What Makes a Mean Drunk?
An inability to predict the consequences of your actions makes you a meaner drunk, a study shows.
What makes some drunks merry and others prone to bar brawls? According to a recent study at Ohio State University, booze may cause meanness in individuals who are less capable of gauging the consequences of their actions. In the study, 500 men and women were asked to play a simple game. They were told they were playing against an opponent, and if they lost, they would receive a shock. If they won, they could choose the length and intensity of the shock given to their opponent. Before playing, the subjects were given a test to measure their concern for the consequences of their actions. It was revealed that the more impulsive individuals administered slightly longer, more intense shocks than their less impulsive counterparts. The subjects were then given alcohol—as they got drunk, individuals who cared less for consequences were much more belligerent against their—luckily imaginary—opponents. “They are by far the most aggressive people in the study,” says Brad Bushman, one of the study authors.
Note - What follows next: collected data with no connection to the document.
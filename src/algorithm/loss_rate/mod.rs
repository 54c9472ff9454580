//! Longitudinal loss rates
//!
//! For every subject the first and last scan at one field strength are
//! compared and the change is expressed as percent lost per year. Each
//! timepoint is annotated with the subject's nearest clinical visit.

pub mod calculation;
pub mod config;

pub use calculation::{compute_loss_rates, loss_rate};
pub use config::{DAYS_PER_YEAR, LossRateConfig, THICKNESS_DATASET};
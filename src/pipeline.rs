use tracing::{debug, warn};

use crate::{
    color::{curve_color, surface_color},
    config::{Configuration, PlotBounds},
    domain::Domain,
    error::{PlotError, Result},
    evaluator::{Bindings, Evaluator},
    mesh::Geometry,
    sampler::{Samples, ValueRange, sample},
    types::{Mode, Real, Value},
};

/// Runs the whole pipeline with the default [`PlotBounds`].
///
/// ```text
/// Configuration
///   → Domain::new        coordinates
///   → sample             raw values → clamped values (+ min/max for surfaces)
///   → curve_color / surface_color
///   → Geometry::line_strip / Geometry::grid
/// ```
///
/// Pure and deterministic: equal configurations give equal geometry.
pub fn build_geometry(config: &Configuration, evaluator: &dyn Evaluator) -> Geometry {
    build_geometry_with(config, evaluator, &PlotBounds::default())
}

pub fn build_geometry_with(
    config: &Configuration,
    evaluator: &dyn Evaluator,
    bounds: &PlotBounds,
) -> Geometry {
    let domain = Domain::new(config.mode, config.resolution, bounds);
    if domain.resolution() != config.resolution {
        debug!(
            requested = config.resolution,
            used = domain.resolution(),
            "resolution raised to the minimum"
        );
    }
    let samples = sample(&domain, &config.expression, evaluator, bounds);
    assemble(&samples, bounds)
}

/// Colors the samples and hands them to the geometry builder.
pub fn assemble(samples: &Samples, bounds: &PlotBounds) -> Geometry {
    match samples.domain.mode {
        Mode::Curve => {
            let positions = samples
                .samples
                .iter()
                .map(|s| [s.coordinate.x() as Real, s.value as Real, 0.])
                .collect();
            let colors = samples
                .values()
                .map(|v| curve_color(v, bounds))
                .collect();
            Geometry::line_strip(positions, colors)
        }
        Mode::Surface => {
            // Surfaces always carry a range.
            let range = samples
                .range
                .unwrap_or(ValueRange { min: 0., max: 0. });
            let positions = samples
                .samples
                .iter()
                .map(|s| {
                    let y = s.coordinate.y().unwrap_or_default();
                    [s.coordinate.x() as Real, y as Real, s.value as Real]
                })
                .collect();
            let colors = samples
                .values()
                .map(|v| surface_color(v, &range))
                .collect();
            Geometry::grid(samples.domain.resolution(), positions, colors)
        }
    }
}

/// Evaluates `expression` once at `x = 1, y = 1`.
///
/// This is the gate a new expression must pass before it replaces the active
/// one. Only evaluator errors reject; a non-finite result is accepted and
/// sanitized later like any other sample.
pub fn trial_evaluate(expression: &str, evaluator: &dyn Evaluator) -> Result<Value> {
    if expression.trim().is_empty() {
        return Err(PlotError::EmptyExpression);
    }
    evaluator
        .evaluate(expression, &Bindings::surface(1., 1.))
        .map_err(|err| {
            warn!(expression, %err, "rejected expression");
            PlotError::from(err)
        })
}

#[cfg(test)]
mod tests {
    use super::*;
    use crate::{error::EvaluationError, expr::ExprEvaluator, mesh::Topology};

    #[test]
    fn curve_geometry_follows_the_samples() {
        let geometry = build_geometry(&Configuration::curve("x^2", 5), &ExprEvaluator);
        assert_eq!(geometry.mode, Mode::Curve);
        assert_eq!(geometry.topology, Topology::LineStrip);
        let positions = geometry.positions();
        assert_eq!(
            positions,
            vec![
                [-6., 10., 0.],
                [-3., 9., 0.],
                [0., 0., 0.],
                [3., 9., 0.],
                [6., 10., 0.],
            ]
        );
    }

    #[test]
    fn surface_geometry_has_n_squared_vertices() {
        let geometry = build_geometry(&Configuration::surface("sin(x)*cos(y)", 12), &ExprEvaluator);
        assert_eq!(geometry.len(), 144);
        assert_eq!(geometry.normals().unwrap().len(), 144);
        assert_eq!(geometry.positions()[0], [-6., -6., ((-6f64).sin() * (-6f64).cos()) as f32]);
    }

    #[test]
    fn assembled_grids_are_always_complete() {
        for resolution in [0, 1, 2, 3, 17, 150] {
            let config = Configuration::surface("x - y", resolution);
            let geometry = build_geometry(&config, &ExprEvaluator);
            let Topology::Grid { size, tris, normals } = &geometry.topology else {
                panic!("surface must be a grid");
            };
            assert_eq!(geometry.len(), size * size);
            assert_eq!(normals.len(), geometry.len());
            assert!(tris.iter().flatten().all(|&i| (i as usize) < geometry.len()));
        }
    }

    #[test]
    fn flat_surface_uses_the_mid_color() {
        let geometry = build_geometry(&Configuration::surface("3", 4), &ExprEvaluator);
        let expected = crate::color::height_color(0.5);
        assert!(geometry.vertices.iter().all(|v| v.color == expected));
    }

    #[test]
    fn trial_rejects_unterminated_call() {
        let err = trial_evaluate("sin(x", &ExprEvaluator).unwrap_err();
        assert!(matches!(
            err,
            PlotError::ExpressionSyntax(EvaluationError::Parse { .. })
        ));
    }

    #[test]
    fn trial_rejects_unknown_names_and_blank_input() {
        assert!(trial_evaluate("x * z", &ExprEvaluator).is_err());
        assert_eq!(trial_evaluate("  ", &ExprEvaluator), Err(PlotError::EmptyExpression));
    }

    #[test]
    fn trial_accepts_non_finite_results() {
        assert!(trial_evaluate("1/(x-1)", &ExprEvaluator).unwrap().is_infinite());
    }
}
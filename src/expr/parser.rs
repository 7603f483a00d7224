use crate::error::EvaluationError;
use crate::expr::ast::{BinaryOp, Builtin, Expr, UnaryOp};
use crate::expr::lexer::{Lexer, Span, Token, TokenKind};

/// Binding power of prefix `-`, `+` and `!`: above `*` but below `^`, so
/// `-x^2` is `-(x^2)`.
const PREFIX_BP: u8 = 13;

/// Deepest tree the parser will build, and the deepest it will recurse while
/// building one. Evaluating and dropping an [`Expr`] recurse over its height,
/// so this also bounds the stack those need.
pub const MAX_DEPTH: usize = 256;

/// A parsed subtree and its height (a leaf has height 1).
struct Parsed {
    expr: Expr,
    height: usize,
}

impl Parsed {
    fn leaf(expr: Expr) -> Self {
        Self { expr, height: 1 }
    }
}

/// Pratt parser over the lexer's token stream.
pub struct Parser {
    tokens: Vec<Token>,
    pos: usize,
    nesting: usize,
}

impl Parser {
    pub fn new(mut tokens: Vec<Token>) -> Self {
        if tokens.last().is_none_or(|tok| tok.kind != TokenKind::Eof) {
            let end = tokens.last().map_or(0, |tok| tok.span.end);
            tokens.push(Token::new(TokenKind::Eof, Span::new(end, end)));
        }
        Self {
            tokens,
            pos: 0,
            nesting: 0,
        }
    }

    /// Parses one complete expression; trailing tokens are an error.
    pub fn parse(mut self) -> Result<Expr, EvaluationError> {
        if self.is_at_end() {
            return Err(EvaluationError::parse("empty expression", 0));
        }
        let parsed = self.parse_conditional()?;
        if !self.is_at_end() {
            let tok = self.peek();
            return Err(EvaluationError::parse(
                format!("unexpected {:?}", tok.kind),
                tok.span.start,
            ));
        }
        Ok(parsed.expr)
    }

    /// `cond ? a : b`, right-associative and looser than every binary operator.
    fn parse_conditional(&mut self) -> Result<Parsed, EvaluationError> {
        let cond = self.parse_expr(0)?;
        if self.peek().kind != TokenKind::Question {
            return Ok(cond);
        }
        self.advance();
        let then = self.nested(Self::parse_conditional)?;
        self.expect(TokenKind::Colon, "':' in conditional")?;
        let otherwise = self.nested(Self::parse_conditional)?;
        let height = 1 + cond.height.max(then.height).max(otherwise.height);
        self.node(
            Expr::Conditional {
                cond: Box::new(cond.expr),
                then: Box::new(then.expr),
                otherwise: Box::new(otherwise.expr),
            },
            height,
        )
    }

    fn parse_expr(&mut self, min_bp: u8) -> Result<Parsed, EvaluationError> {
        self.nested(|parser| parser.parse_binary(min_bp))
    }

    fn parse_binary(&mut self, min_bp: u8) -> Result<Parsed, EvaluationError> {
        let mut lhs = self.parse_prefix()?;

        loop {
            let (op, left_bp, right_bp) = match self.peek().kind {
                TokenKind::OrOr => (BinaryOp::Or, 1, 2),
                TokenKind::AndAnd => (BinaryOp::And, 3, 4),
                TokenKind::EqEq => (BinaryOp::Eq, 5, 6),
                TokenKind::BangEq => (BinaryOp::NotEq, 5, 6),
                TokenKind::Lt => (BinaryOp::Lt, 7, 8),
                TokenKind::LtEq => (BinaryOp::LtEq, 7, 8),
                TokenKind::Gt => (BinaryOp::Gt, 7, 8),
                TokenKind::GtEq => (BinaryOp::GtEq, 7, 8),
                TokenKind::Plus => (BinaryOp::Add, 9, 10),
                TokenKind::Minus => (BinaryOp::Sub, 9, 10),
                TokenKind::Star => (BinaryOp::Mul, 11, 12),
                TokenKind::Slash => (BinaryOp::Div, 11, 12),
                TokenKind::Percent => (BinaryOp::Rem, 11, 12),
                TokenKind::Caret => (BinaryOp::Pow, 16, 15), // right-associative
                _ => break,
            };

            if left_bp < min_bp {
                break;
            }

            self.advance();
            let rhs = self.parse_expr(right_bp)?;
            // Left-deep chains such as `x+x+x` grow here without recursing.
            let height = 1 + lhs.height.max(rhs.height);
            lhs = self.node(
                Expr::Binary {
                    op,
                    lhs: Box::new(lhs.expr),
                    rhs: Box::new(rhs.expr),
                },
                height,
            )?;
        }

        Ok(lhs)
    }

    fn parse_prefix(&mut self) -> Result<Parsed, EvaluationError> {
        let tok = self.advance();
        match tok.kind {
            TokenKind::Number(value) => Ok(Parsed::leaf(Expr::Number(value))),
            TokenKind::Ident(name) => {
                if self.peek().kind == TokenKind::LParen {
                    self.parse_call(name)
                } else {
                    Ok(Parsed::leaf(Expr::Var(name)))
                }
            }
            TokenKind::LParen => {
                let inner = self.parse_conditional()?;
                self.expect(TokenKind::RParen, "')'")?;
                Ok(inner)
            }
            TokenKind::Minus => self.parse_unary(UnaryOp::Neg),
            TokenKind::Plus => self.parse_unary(UnaryOp::Plus),
            TokenKind::Bang => self.parse_unary(UnaryOp::Not),
            TokenKind::Eof => Err(EvaluationError::parse(
                "unexpected end of expression",
                tok.span.start,
            )),
            kind => Err(EvaluationError::parse(
                format!("expected expression, found {kind:?}"),
                tok.span.start,
            )),
        }
    }

    fn parse_unary(&mut self, op: UnaryOp) -> Result<Parsed, EvaluationError> {
        let operand = self.parse_expr(PREFIX_BP)?;
        let height = 1 + operand.height;
        self.node(
            Expr::Unary {
                op,
                operand: Box::new(operand.expr),
            },
            height,
        )
    }

    fn parse_call(&mut self, name: String) -> Result<Parsed, EvaluationError> {
        let Some(func) = Builtin::from_name(&name) else {
            return Err(EvaluationError::UnknownFunction(name));
        };
        self.expect(TokenKind::LParen, "'('")?;

        let mut args = Vec::new();
        let mut height = 0;
        if self.peek().kind != TokenKind::RParen {
            loop {
                let arg = self.parse_conditional()?;
                height = height.max(arg.height);
                args.push(arg.expr);
                if self.peek().kind == TokenKind::Comma {
                    self.advance();
                } else {
                    break;
                }
            }
        }
        self.expect(TokenKind::RParen, "')' after arguments")?;

        if args.len() != func.arity() {
            return Err(EvaluationError::Arity {
                function: name,
                expected: func.arity(),
                found: args.len(),
            });
        }
        self.node(Expr::Call { func, args }, 1 + height)
    }

    /// Runs `f` one recursion level deeper, failing past [`MAX_DEPTH`].
    fn nested(
        &mut self,
        f: impl FnOnce(&mut Self) -> Result<Parsed, EvaluationError>,
    ) -> Result<Parsed, EvaluationError> {
        if self.nesting >= MAX_DEPTH {
            return Err(self.too_deep());
        }
        self.nesting += 1;
        let parsed = f(self);
        self.nesting -= 1;
        parsed
    }

    /// Wraps a finished node, failing if it is taller than [`MAX_DEPTH`].
    fn node(&self, expr: Expr, height: usize) -> Result<Parsed, EvaluationError> {
        if height > MAX_DEPTH {
            return Err(self.too_deep());
        }
        Ok(Parsed { expr, height })
    }

    fn too_deep(&self) -> EvaluationError {
        EvaluationError::parse("expression nested too deeply", self.peek().span.start)
    }

    fn peek(&self) -> &Token {
        &self.tokens[self.pos]
    }

    fn advance(&mut self) -> Token {
        let tok = self.tokens[self.pos].clone();
        if self.pos < self.tokens.len() - 1 {
            self.pos += 1;
        }
        tok
    }

    fn expect(&mut self, kind: TokenKind, what: &str) -> Result<Token, EvaluationError> {
        let tok = self.peek();
        if tok.kind == kind {
            Ok(self.advance())
        } else {
            Err(EvaluationError::parse(
                format!("expected {what}, found {:?}", tok.kind),
                tok.span.start,
            ))
        }
    }

    fn is_at_end(&self) -> bool {
        matches!(self.peek().kind, TokenKind::Eof)
    }
}

/// Tokenizes and parses `source` in one go.
pub fn parse(source: &str) -> Result<Expr, EvaluationError> {
    let tokens = Lexer::new(source).tokenize()?;
    Parser::new(tokens).parse()
}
According to these findings, impulsive tendencies drive drunken belligerence. Luckily, these tendencies can be managed, says Michael McKloskey, a Temple University psychologist who treats aggression. He says impulsiveness often comes from a feeling of victimization—a person may act out aggressively because they feel the world is turned against them. But a sense of perspective can be learned—i.e. that guy didn't knock your drink over on purpose, so don't put a fist through his face. When people develop a more realistic perspective, says McKloskey, “they’re able to stay calmer, and they can keep their anger in check.”